INFORMATION SUPPLIED:
------------------------------
//! Global string interning for identifiers, field labels, and constructor names.

use std::collections::HashMap;
use std::sync::{LazyLock, Mutex};

/// An interned identifier. Cheap to copy and compare; the backing string lives
/// in the global [`Interner`] for the lifetime of the process.
#[derive(Copy, Clone, PartialEq, Eq, PartialOrd, Ord, Hash)]
pub struct Symbol(u32);

impl std::fmt::Debug for Symbol {
  fn fmt(&self, f: &mut std::fmt::Formatter<'_>) -> std::fmt::Result {
    write!(f, "{:?}", self.as_str())
  }
}
impl std::fmt::Display for Symbol {
  fn fmt(&self, f: &mut std::fmt::Formatter<'_>) -> std::fmt::Result {
    f.write_str(&self.as_str())
  }
}

impl Symbol {
  /// The symbol for `_`, used as the wildcard binder in patterns.
  pub fn under() -> Self { intern("_") }

  #[must_use] pub fn into_usize(self) -> usize { self.0 as usize }

  /// Look up the text behind this symbol. Allocates a fresh `String` since the
  /// interner cannot hand out a `&'static str` borrow across a mutex.
  #[must_use] pub fn as_str(self) -> String {
    INTERNER.lock().unwrap_or_else(std::sync::PoisonError::into_inner).resolve(self)
  }
}

#[derive(Default)]
struct Interner {
  strings: Vec<Box<str>>,
  map: HashMap<Box<str>, Symbol>,
}

impl Interner {
  fn intern(&mut self, s: &str) -> Symbol {
    if let Some(&sym) = self.map.get(s) { return sym }
    let id = u32::try_from(self.strings.len()).expect("too many distinct symbols");
    let sym = Symbol(id);
    let boxed: Box<str> = s.into();
    self.strings.push(boxed.clone());
    self.map.insert(boxed, sym);
    sym
  }

  fn resolve(&self, sym: Symbol) -> String {
    self.strings[sym.0 as usize].to_string()
  }
}

static INTERNER: LazyLock<Mutex<Interner>> = LazyLock::new(Default::default);

/// Intern a string, returning a [`Symbol`] that compares equal for equal strings.
pub fn intern(s: &str) -> Symbol {
  INTERNER.lock().unwrap_or_else(std::sync::PoisonError::into_inner).intern(s)
}

/// Build a dense lookup table from `Symbol` to `T`, for small closed enumerations
/// of keyword-like symbols (mirrors the dense map used for primitive keyword lookup).
pub fn init_dense_symbol_map<T: Copy>(pairs: &[(Symbol, T)]) -> Box<[Option<T>]> {
  let len = pairs.iter().map(|(s, _)| s.into_usize() + 1).max().unwrap_or(0);
  let mut out = vec![None; len];
  for &(s, v) in pairs { out[s.into_usize()] = Some(v); }
  out.into_boxed_slice()
}

#[cfg(test)]
mod tests {
  use super::*;

  #[test]
  fn interning_is_stable_and_deduplicates() {
    let a = intern("storage");
    let b = intern("storage");
    let c = intern("parameter");
    assert_eq!(a, b);
    assert_ne!(a, c);
    assert_eq!(a.as_str(), "storage");
  }

  #[test]
  fn dense_map_round_trips() {
    let x = intern("x");
    let y = intern("y");
    let map = init_dense_symbol_map(&[(x, 1), (y, 2)]);
    assert_eq!(map[x.into_usize()], Some(1));
    assert_eq!(map[y.into_usize()], Some(2));
  }
}
//! Peephole rewriting and tail-fail finalization (§4.5), run over the
//! symbolic M [`Block`]s the code generator (§4.4) produces, before they
//! reach the emitter (§4.6).
//!
//! The two passes are independent and run in sequence from [`crate::compile_contract`]:
//! [`optimize_block`] rewrites small windowed instruction subsequences to a
//! cheaper equivalent, and [`finalize_block`] truncates every straight-line
//! sequence at the point it is statically known to fail, since `FAILWITH`
//! poisons the M typechecker's view of the rest of the stack.

use crate::types::instr::{Block, Inst, InstForm};

/// Rewrite every nested block bottom-up, then repeatedly apply the windowed
/// rules at this level until a full pass makes no change. Each rule strictly
/// shrinks or merges instructions, so the loop terminates.
#[must_use] pub fn optimize_block(block: Block) -> Block {
  let mut block: Block = block.into_iter().map(optimize_nested).collect();
  loop {
    let mut changed = false;
    block = peephole_pass(block, &mut changed);
    if !changed { return block; }
  }
}

fn optimize_nested(inst: Inst) -> Inst {
  let form = match inst.form {
    InstForm::Dip(n, b) => InstForm::Dip(n, optimize_block(b)),
    InstForm::If(a, b) => InstForm::If(optimize_block(a), optimize_block(b)),
    InstForm::IfNone(a, b) => InstForm::IfNone(optimize_block(a), optimize_block(b)),
    InstForm::IfLeft(a, b) => InstForm::IfLeft(optimize_block(a), optimize_block(b)),
    InstForm::IfCons(a, b) => InstForm::IfCons(optimize_block(a), optimize_block(b)),
    InstForm::Loop(b) => InstForm::Loop(optimize_block(b)),
    InstForm::LoopLeft(b) => InstForm::LoopLeft(optimize_block(b)),
    InstForm::Iter(b) => InstForm::Iter(optimize_block(b)),
    InstForm::Map(b) => InstForm::Map(optimize_block(b)),
    InstForm::Lambda(a, b, body) => InstForm::Lambda(a, b, optimize_block(body)),
    other => other,
  };
  Inst { form, ..inst }
}

/// `true` for a literal whose construction has no observable effect beyond
/// leaving a value on the stack — i.e. every [`crate::types::konst::Const`],
/// since constants never fail or touch ambient state.
fn is_pure_push(form: &InstForm) -> bool { matches!(form, InstForm::Push(_)) }

fn peephole_pass(block: Block, changed: &mut bool) -> Block {
  let mut out: Block = Vec::with_capacity(block.len());
  let mut i = 0;
  while i < block.len() {
    if i + 1 < block.len() {
      match (&block[i].form, &block[i + 1].form) {
        // PUSH k; DROP collapses away entirely: `k` is pure, so nothing
        // observable depended on it having been pushed at all.
        (form, InstForm::Drop(1)) if is_pure_push(form) => { *changed = true; i += 2; continue; }
        // SWAP; SWAP is its own inverse.
        (InstForm::Swap, InstForm::Swap) => { *changed = true; i += 2; continue; }
        // adjacent DIPs at the same depth dip past the same frame; run one
        // after the other under it rather than two separate dips.
        (InstForm::Dip(n1, a), InstForm::Dip(n2, b)) if n1 == n2 => {
          let mut merged = a.clone();
          merged.extend(b.clone());
          out.push(Inst::new(InstForm::Dip(*n1, merged), block[i].loc.clone()));
          *changed = true;
          i += 2;
          continue;
        }
        _ => {}
      }
    }
    // a DIP/DROP that moves or removes nothing is a no-op.
    match &block[i].form {
      InstForm::DipDrop(_, 0) | InstForm::Drop(0) => { *changed = true; i += 1; continue; }
      _ => {}
    }
    out.push(block[i].clone());
    i += 1;
  }
  out
}

/// Truncate every block, recursively, at the first instruction whose tail
/// position is known to fail (§4.5's `end_fails` relation) — anything after
/// it in the same straight-line sequence is unreachable.
#[must_use] pub fn finalize_block(block: Block) -> Block {
  let mut block: Block = block.into_iter().map(finalize_nested).collect();
  if let Some(cut) = block.iter().position(ends_fails) {
    block.truncate(cut + 1);
  }
  block
}

fn finalize_nested(inst: Inst) -> Inst {
  let form = match inst.form {
    InstForm::Dip(n, b) => InstForm::Dip(n, finalize_block(b)),
    InstForm::If(a, b) => InstForm::If(finalize_block(a), finalize_block(b)),
    InstForm::IfNone(a, b) => InstForm::IfNone(finalize_block(a), finalize_block(b)),
    InstForm::IfLeft(a, b) => InstForm::IfLeft(finalize_block(a), finalize_block(b)),
    InstForm::IfCons(a, b) => InstForm::IfCons(finalize_block(a), finalize_block(b)),
    InstForm::Loop(b) => InstForm::Loop(finalize_block(b)),
    InstForm::LoopLeft(b) => InstForm::LoopLeft(finalize_block(b)),
    InstForm::Iter(b) => InstForm::Iter(finalize_block(b)),
    InstForm::Map(b) => InstForm::Map(finalize_block(b)),
    InstForm::Lambda(a, b, body) => InstForm::Lambda(a, b, finalize_block(body)),
    other => other,
  };
  Inst { form, ..inst }
}

/// §4.5's `end_fails`: `FAILWITH`; a two-armed control form both of whose
/// arms fail; a `DIP` whose dipped-under block fails. Blocks passed in here
/// have already been finalized bottom-up, so `block_fails` only needs to
/// look at the (already-truncated) last instruction.
fn ends_fails(inst: &Inst) -> bool {
  match &inst.form {
    InstForm::Failwith => true,
    InstForm::If(a, b) | InstForm::IfNone(a, b) | InstForm::IfLeft(a, b) | InstForm::IfCons(a, b) =>
      block_fails(a) && block_fails(b),
    InstForm::Dip(_, b) => block_fails(b),
    _ => false,
  }
}

fn block_fails(b: &Block) -> bool { b.last().is_some_and(ends_fails) }

#[cfg(test)]
mod tests {
  use super::*;
  use crate::loc::FileSpan;
  use crate::types::konst::Const;

  fn inst(form: InstForm) -> Inst { Inst::new(form, FileSpan::dummy()) }

  #[test]
  fn push_then_drop_collapses_away() {
    let block = vec![inst(InstForm::Push(Const::Unit)), inst(InstForm::Drop(1))];
    assert!(optimize_block(block).is_empty());
  }

  #[test]
  fn double_swap_collapses_away() {
    let block = vec![inst(InstForm::Swap), inst(InstForm::Swap)];
    assert!(optimize_block(block).is_empty());
  }

  #[test]
  fn adjacent_same_depth_dips_merge() {
    let block = vec![
      inst(InstForm::Dip(1, vec![inst(InstForm::Drop(1))])),
      inst(InstForm::Dip(1, vec![inst(InstForm::Swap)])),
    ];
    let out = optimize_block(block);
    assert_eq!(out.len(), 1);
    match &out[0].form {
      InstForm::Dip(1, inner) => assert_eq!(inner.len(), 2),
      _ => panic!("expected a single merged Dip"),
    }
  }

  #[test]
  fn instructions_after_failwith_are_dropped() {
    let block = vec![inst(InstForm::Failwith), inst(InstForm::Drop(1))];
    assert_eq!(finalize_block(block), vec![inst(InstForm::Failwith)]);
  }

  #[test]
  fn if_with_both_arms_failing_poisons_the_rest_of_the_sequence() {
    let block = vec![
      inst(InstForm::If(vec![inst(InstForm::Failwith)], vec![inst(InstForm::Failwith)])),
      inst(InstForm::Drop(1)),
    ];
    let out = finalize_block(block);
    assert_eq!(out.len(), 1);
  }

  #[test]
  fn if_with_one_live_arm_does_not_poison_the_sequence() {
    let block = vec![
      inst(InstForm::If(vec![inst(InstForm::Failwith)], vec![inst(InstForm::Drop(1))])),
      inst(InstForm::Drop(1)),
    ];
    let out = finalize_block(block);
    assert_eq!(out.len(), 2);
  }
}
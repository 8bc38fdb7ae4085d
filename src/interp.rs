//! The decompile direction (§4.7): symbolically interpret a concrete M
//! program and recover a typed [`Term`] tree. This is the mirror image of
//! [`crate::codegen`] and [`crate::encode`] combined — instead of lowering a
//! tree to a stack machine, it walks the stack machine's instructions and
//! rebuilds the tree they would have come from, using [`crate::emit`]'s
//! decoder to get from concrete syntax back to symbolic [`Inst`]s first.
//!
//! The interpreter never re-derives types from scratch: every constructed
//! [`Term`] is typed directly from the instruction's own operand types and
//! [`crate::typeck::primop::result_ty`], the same arity table the forward
//! typechecker uses for primitives. There is no separate decompiling-mode
//! typecheck pass — a freshly built, already-typed tree has nothing left to
//! check.
//!
//! Two shapes the forward pipeline only ever produces by compiling a literal
//! do not otherwise have a term-level representation: `SOME` and `CONS`. Both
//! are reconstructed by folding the constant they wrap or extend; applied to
//! anything else (which only `MAP`/`ITER`-desugared folds ever do, never a
//! literal) they fail with an internal error rather than guess.

use std::rc::Rc;

use crate::emit::{decode_block, decode_ty};
use crate::error::{CompileError, DecompileError, DecompileErrorKind, InternalError, Result};
use crate::loc::FileSpan;
use crate::prim::PrimOp;
use crate::symbol::Symbol;
use crate::typeck::primop::result_ty;
use crate::types::concrete::Program;
use crate::types::instr::{Block, Cadr, Inst, InstForm};
use crate::types::konst::Const;
use crate::types::term::{ProjKey, Term, TermKind, TermNode, VarId, VarIdGen};
use crate::types::ty::{Ground, Ty, TyKind};

fn internal(message: impl Into<String>) -> CompileError {
  CompileError::Internal(InternalError::new("interp", message.into()))
}

fn unstructured(message: impl Into<String>) -> CompileError {
  CompileError::Decompilation(DecompileError {
    kind: DecompileErrorKind::UnstructuredProgram(message.into()),
    loc: FileSpan::dummy(),
  })
}

fn unbound(depth: u32) -> CompileError {
  CompileError::Decompilation(DecompileError {
    kind: DecompileErrorKind::UnboundStackPosition(depth),
    loc: FileSpan::dummy(),
  })
}

fn annotation_conflict(old: Symbol, new: Symbol) -> CompileError {
  CompileError::Decompilation(DecompileError {
    kind: DecompileErrorKind::AnnotationConflict(old, new),
    loc: FileSpan::dummy(),
  })
}

/// A value sitting on the symbolic stack mid-interpretation. Most slots are
/// `synthetic`: a plain reference to some binder the enclosing construct
/// already owns (a lambda parameter, a `some_bind`, …) — duplicating those is
/// always free and never needs a `Let`. A non-synthetic slot only grows a
/// `Let` binding if something actually `DUP`s it; a value that is used once,
/// in place, needs no name at all.
#[derive(Clone)]
struct Slot {
  term: Term,
  promoted: Option<VarId>,
  uses: u32,
  synthetic: bool,
}

impl Slot {
  fn plain(term: Term) -> Self { Slot { term, promoted: None, uses: 0, synthetic: false } }
  fn synthetic(term: Term) -> Self { Slot { term, promoted: None, uses: 0, synthetic: true } }
}

#[derive(Clone)]
enum Wrap {
  Let(VarId, u32, Term),
  Seq(Term),
}

/// The symbolic stack. `pending` accumulates bindings and sequenced effects
/// that left scope via a `DROP`/`DIPDROP` but have nowhere to attach until
/// the next value is actually pushed — every `push` flushes it, outermost
/// wrap first, onto whatever comes next.
#[derive(Clone, Default)]
struct Stack {
  slots: Vec<Slot>,
  pending: Vec<Wrap>,
}
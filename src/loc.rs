//! Source locations threaded through every pipeline stage.

use std::rc::Rc;

/// A location in an input file, given as a byte range plus the precomputed
/// line/column of its start (so error formatting never has to re-scan the file).
#[derive(Clone, Debug, PartialEq, Eq)]
pub struct FileSpan {
  /// The source file this span belongs to, shared cheaply across every node
  /// parsed from the same translation unit.
  pub file: Rc<str>,
  pub start: (u32, u32),
  pub end: (u32, u32),
}

impl FileSpan {
  #[must_use] pub fn dummy() -> Self {
    FileSpan { file: Rc::from("<generated>"), start: (0, 0), end: (0, 0) }
  }
}

impl std::fmt::Display for FileSpan {
  fn fmt(&self, f: &mut std::fmt::Formatter<'_>) -> std::fmt::Result {
    write!(f, "{}:{}:{}", self.file, self.start.0, self.start.1)
  }
}

/// A value annotated with the source location it came from.
#[derive(Clone, Debug)]
pub struct Spanned<T> {
  pub span: FileSpan,
  pub k: T,
}

impl<T> Spanned<T> {
  pub fn new(span: FileSpan, k: T) -> Self { Spanned { span, k } }

  pub fn map<U>(self, f: impl FnOnce(T) -> U) -> Spanned<U> {
    Spanned { span: self.span, k: f(self.k) }
  }
}

impl<T: PartialEq> PartialEq for Spanned<T> {
  fn eq(&self, other: &Self) -> bool { self.k == other.k }
}
impl<T: Eq> Eq for Spanned<T> {}
//! The untyped AST handed to us by the (out-of-scope) surface parser.
//!
//! This is deliberately name-based and type-free: field/constructor/primitive
//! resolution, integer-kind disambiguation, and closure analysis are all the
//! typechecker's job (§4.1). Only syntax shows up here.

use crate::loc::{FileSpan, Spanned};
use crate::symbol::Symbol;

/// A surface type annotation, as written by the user: `record`/`variant` refer
/// to names that must be registered (by a preceding `typedef`) before use.
#[derive(Clone, Debug)]
pub enum UTy {
  Ground(&'static str),
  Tuple(Vec<UTy>),
  Option(Box<UTy>),
  Or(Box<UTy>, Box<UTy>),
  List(Box<UTy>),
  Set(Box<UTy>),
  Map(Box<UTy>, Box<UTy>),
  BigMap(Box<UTy>, Box<UTy>),
  Contract(Box<UTy>),
  Lambda(Box<UTy>, Box<UTy>),
  Named(Symbol),
}

/// An untyped binding pattern, used by `let`, lambda parameters, and match arms.
#[derive(Clone, Debug)]
pub enum UPattern {
  /// `_`: binds nothing.
  Wild,
  Var(Symbol),
  Tuple(Vec<UPattern>),
  Typed(Box<UPattern>, UTy),
}

#[derive(Clone, Debug)]
pub struct UMatchCase {
  pub ctor: Symbol,
  pub pat: UPattern,
  pub body: UExpr,
}

pub type UExpr = Spanned<UExprKind>;

/// An untyped surface expression. Operators (`+`, `=`, …) and coercions
/// (`int`, `abs`, `is_nat`) are represented as applications of a named
/// primitive, exactly as the parser would hand them to us; the typechecker
/// is what turns `Apply("+", [a, b])` into a type-directed addition node.
#[derive(Clone, Debug)]
pub enum UExprKind {
  Var(Symbol),
  Const(crate::types::konst::Const),
  /// `(a, b, c)`: a runtime tuple, each component checked independently.
  /// `Const::Tuple` covers the all-literal case; this covers everything
  /// else, including the `(operations, storage)` pair every entry returns.
  Tuple(Vec<UExpr>),
  Let(UPattern, Box<UExpr>, Box<UExpr>),
  Seq(Box<UExpr>, Box<UExpr>),
  If(Box<UExpr>, Box<UExpr>, Box<UExpr>),
  Lambda(Vec<UPattern>, Box<UExpr>),
  /// Named-primitive or user-function application: `f(a, b, ...)`.
  Apply(Symbol, Vec<UExpr>),
  MatchOption(Box<UExpr>, Box<UExpr>, UPattern, Box<UExpr>),
  /// `match l with [] -> nil | x :: xs -> cons`.
  MatchList(Box<UExpr>, Box<UExpr>, UPattern, UPattern, Box<UExpr>),
  /// `match%nat n with plus p -> .. | minus m -> ..`.
  MatchNat(Box<UExpr>, UPattern, Box<UExpr>, UPattern, Box<UExpr>),
  MatchVariant(Box<UExpr>, Vec<UMatchCase>),
  /// `Ctor(arg)`, resolved against the variant registry by the typechecker.
  Variant(Symbol, Box<UExpr>),
  RecordConstruct(Symbol, Vec<(Symbol, UExpr)>),
  Project(Box<UExpr>, Symbol),
  SetField(Box<UExpr>, Symbol, Box<UExpr>),
  /// `loop (fun acc -> (continue, acc')) init`.
  Loop(Box<UExpr>, Box<UExpr>),
  LoopLeft(Box<UExpr>, Box<UExpr>),
  Fold(Box<UExpr>, Box<UExpr>, Box<UExpr>),
  Map(Box<UExpr>, Box<UExpr>),
  MapFold(Box<UExpr>, Box<UExpr>, Box<UExpr>),
  /// `contract.call(dest, amount, arg)`.
  Transfer(Box<UExpr>, Box<UExpr>, Box<UExpr>),
  Failwith(Box<UExpr>),
  CreateContract(Box<UExpr>),
  ContractAt(Box<UExpr>, UTy),
  Unpack(Box<UExpr>, UTy),
}

/// A user `type NAME = record/variant { ... }` declaration.
#[derive(Clone, Debug)]
pub enum UTypeDecl {
  Record(Symbol, Vec<(Symbol, UTy)>),
  Variant(Symbol, Vec<(Symbol, UTy)>),
}

/// A top-level global value binding (`let NAME = EXPR`).
#[derive(Clone, Debug)]
pub struct UGlobal {
  pub name: Symbol,
  pub body: UExpr,
}

/// `let%entry NAME (param : T) (storage_name : S) = body`.
#[derive(Clone, Debug)]
pub struct UEntry {
  pub name: Symbol,
  pub param_name: Symbol,
  pub param_ty: UTy,
  pub storage_name: Symbol,
  pub body: UExpr,
  pub loc: FileSpan,
}

#[derive(Clone, Debug)]
pub struct UContract {
  pub name: Symbol,
  pub type_decls: Vec<UTypeDecl>,
  pub storage_ty: UTy,
  /// `let%init` storage initializer body, if the contract's initial storage
  /// is not a compile-time constant.
  pub init: Option<UExpr>,
  pub globals: Vec<UGlobal>,
  pub entries: Vec<UEntry>,
}
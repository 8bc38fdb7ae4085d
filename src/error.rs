//! The error taxonomy of §7: every pass reports a located, typed error instead
//! of panicking or swallowing a failure.

use crate::loc::FileSpan;
use crate::symbol::Symbol;
use crate::types::ty::Ty;

/// The kind of a semantic error raised by the typechecker (§4.1).
#[derive(Clone, Debug, thiserror::Error)]
pub enum TypeErrorKind {
  #[error("unbound variable `{0}`")]
  UnboundVar(Symbol),
  #[error("unknown field `{0}`")]
  UnknownField(Symbol),
  #[error("unknown constructor `{0}`")]
  UnknownConstructor(Symbol),
  #[error("type mismatch: expected `{expected:?}`, found `{found:?}`")]
  TypeMismatch { expected: Ty, found: Ty },
  #[error("arity mismatch: expected {expected} argument(s), found {found}")]
  ArityMismatch { expected: usize, found: usize },
  #[error("forbidden effect: {0} may not appear in {1}")]
  ForbiddenEffect(&'static str, &'static str),
  #[error("invalid big_map use: {0}")]
  BadBigMap(&'static str),
  #[error("`Left`/`Right` used without a surrounding or declared `or` type")]
  UnannotatedSum,
}

/// A semantic error, with its primary location and an optional secondary
/// "expected here" location (e.g. the declaration site of a mismatched type).
#[derive(Clone, Debug, thiserror::Error)]
#[error("{kind}")]
pub struct TypeError {
  pub kind: TypeErrorKind,
  pub loc: FileSpan,
  pub expected_at: Option<FileSpan>,
}

/// An internal-error: an invariant the preceding stage should have already
/// established was violated. These are compiler bugs, not user errors.
#[derive(Clone, Debug, thiserror::Error)]
#[error("internal error in {stage}: {message}")]
pub struct InternalError {
  pub stage: &'static str,
  pub message: String,
}

impl InternalError {
  pub fn new(stage: &'static str, message: impl Into<String>) -> Self {
    InternalError { stage, message: message.into() }
  }
}

/// A failure of the decompilation pipeline (§4.7, §7 item 5).
#[derive(Clone, Debug, thiserror::Error)]
pub enum DecompileErrorKind {
  /// The symbolic interpreter could not reconcile two control-flow branches
  /// rejoining with incompatible stack shapes.
  #[error("program has no structured L-shaped reading: {0}")]
  UnstructuredProgram(String),
  /// An instruction referenced a stack position that does not exist at that point.
  #[error("reference to stack position {0} out of bounds")]
  UnboundStackPosition(u32),
  /// Two `RENAME` annotations disagreed on what a binder should be named.
  #[error("conflicting variable annotations: `{0}` vs `{1}`")]
  AnnotationConflict(Symbol, Symbol),
}

#[derive(Clone, Debug, thiserror::Error)]
#[error("{kind}")]
pub struct DecompileError {
  pub kind: DecompileErrorKind,
  pub loc: FileSpan,
}

/// The top-level error type returned by every public entry point of this crate.
///
/// Syntactic and external errors are represented only as pass-through variants:
/// this crate never constructs them itself, but a driver that also owns the
/// parser/RPC collaborators can fold their errors into the same taxonomy.
#[derive(Debug, thiserror::Error)]
pub enum CompileError {
  #[error("syntax error: {0} at {1}")]
  Syntactic(String, FileSpan),
  #[error("{0}")]
  Semantic(#[from] TypeError),
  #[error(transparent)]
  Internal(#[from] InternalError),
  #[error("forbidden construct: {0} at {1}")]
  ForbiddenConstruct(&'static str, FileSpan),
  #[error("{0}")]
  Decompilation(#[from] DecompileError),
  #[error("external error: {0}")]
  External(String),
}

impl CompileError {
  /// Render in the uniform `<kind>: <message> at <file>:<line>:<col>` form
  /// required by §7's propagation policy.
  #[must_use] pub fn format_uniform(&self) -> String {
    let (kind, loc) = match self {
      CompileError::Syntactic(_, loc) => ("syntax error", Some(loc)),
      CompileError::Semantic(e) => ("semantic error", Some(&e.loc)),
      CompileError::Internal(_) => ("internal error", None),
      CompileError::ForbiddenConstruct(_, loc) => ("forbidden construct", Some(loc)),
      CompileError::Decompilation(e) => ("decompilation error", Some(&e.loc)),
      CompileError::External(_) => ("external error", None),
    };
    match loc {
      Some(loc) => format!("{kind}: {self} at {loc}"),
      None => format!("{kind}: {self}"),
    }
  }
}

pub type Result<T> = std::result::Result<T, CompileError>;

#[cfg(test)]
mod tests {
  use super::*;

  #[test]
  fn uniform_formatting_includes_location() {
    let err = CompileError::Semantic(TypeError {
      kind: TypeErrorKind::UnboundVar(crate::symbol::intern("x")),
      loc: FileSpan::dummy(),
      expected_at: None,
    });
    let s = err.format_uniform();
    assert!(s.starts_with("semantic error: "));
    assert!(s.contains("at <generated>:0:0"));
  }
}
------------------------------
EXERCISE PROMPT: Each line of the data that holds the word "errors" should be copied.

SOLUTION FOR THIS EXERCISE:
/// established was violated. These are compiler bugs, not user errors.
/// Syntactic and external errors are represented only as pass-through variants:
/// parser/RPC collaborators can fold their errors into the same taxonomy.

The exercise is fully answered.